Mike McLaughlin Mike McLaughlin / La Presse Canadienne

SAINT-JÉRÔME, Qc — Baisers insistants, pincements sur les fesses, questions intimes à caractère sexuel: tel était le lot quotidien des adolescentes formées par Bertrand Charest, a soutenu jeudi une huitième présumée victime au procès pour agressions sexuelles de l’ex-entraîneur de ski alpin.

La femme a raconté au tribunal que dès l’âge de 14 ans environ, l’accusé la touchait et l’embrassait régulièrement, tout comme d’ailleurs d’autres adolescentes de l’équipe de ski alpin. Témoignant par visioconférence, elle a expliqué que l’accusé aurait renoncé à être son entraîneur si elle avait laissé paraître un malaise devant ses baisers insistants. Lorsqu’elle a semblé gênée par ses baisers, l’accusé a joué la victime et a boudé son entraînement un certain temps.

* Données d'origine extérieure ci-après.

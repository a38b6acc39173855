use super::super::super::domain::Case;
use super::super::super::profile::CandidateSnapshot;
use super::super::{ValidationContext, Violation};

/// Required specific questions must be answered for every tab in scope. An
/// answer may live on the case or on the candidate resume; a blank string
/// counts as unanswered either way.
pub(crate) fn check(
    violations: &mut Vec<Violation>,
    case: &Case,
    snapshot: &CandidateSnapshot,
    context: &ValidationContext,
) {
    for question in &snapshot.questions {
        if !question.required || !context.question_tabs.contains(&question.tab) {
            continue;
        }
        let answered = case
            .specific_answers
            .get(&question.id)
            .or_else(|| snapshot.answers.get(&question.id))
            .is_some_and(|answer| !answer.trim().is_empty());
        if !answered {
            violations.push(Violation::RequiredQuestionUnanswered {
                question: question.id.clone(),
                tab: question.tab,
            });
        }
    }
}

Bertrand Charest, aujourd’hui âgé de 51 ans, fait face à 57 chefs d’accusation, notamment d’agression sexuelle et d’abus de confiance, envers 12 plaignantes qui étaient âgées de 12 à 19 ans au moment des faits allégués, durant les années 1990.

La huitième victime présumée a aussi soutenu jeudi que Bertrand Charest lui posait des questions intimes, par exemple sur la taille de son soutien-gorge ou sur sa virginité. Elle a aussi raconté que les filles qui s’opposaient à son comportement étaient ridiculisées devant les autres parce qu’elles ne pouvaient «prendre une blague». Le comportement de l’entraîneur était ainsi normalisé, a résumé le témoin.

Les agressions présumées relatées par ce témoin auraient débuté en 1992, alors que la skieuse avait 14 ans, et auraient duré jusqu’en 1996. Bertrand Charest a été son entraîneur de 1990 à 1993. Il a été entraîneur pour l’équipe nationale féminine de ski à compter de 1996, jusqu’en 1998.

Pas de petit ami

Plusieurs plaignantes ont raconté au tribunal, depuis la semaine dernière, qu’elles avaient eu des relations sexuelles avec Bertrand Charest durant les années 1990, alors qu’elles étaient adolescentes ou jeunes femmes. L’entraîneur de ski exerçait selon elles un contrôle sur les jeunes athlètes et jouait avec leurs sentiments, pour les manipuler.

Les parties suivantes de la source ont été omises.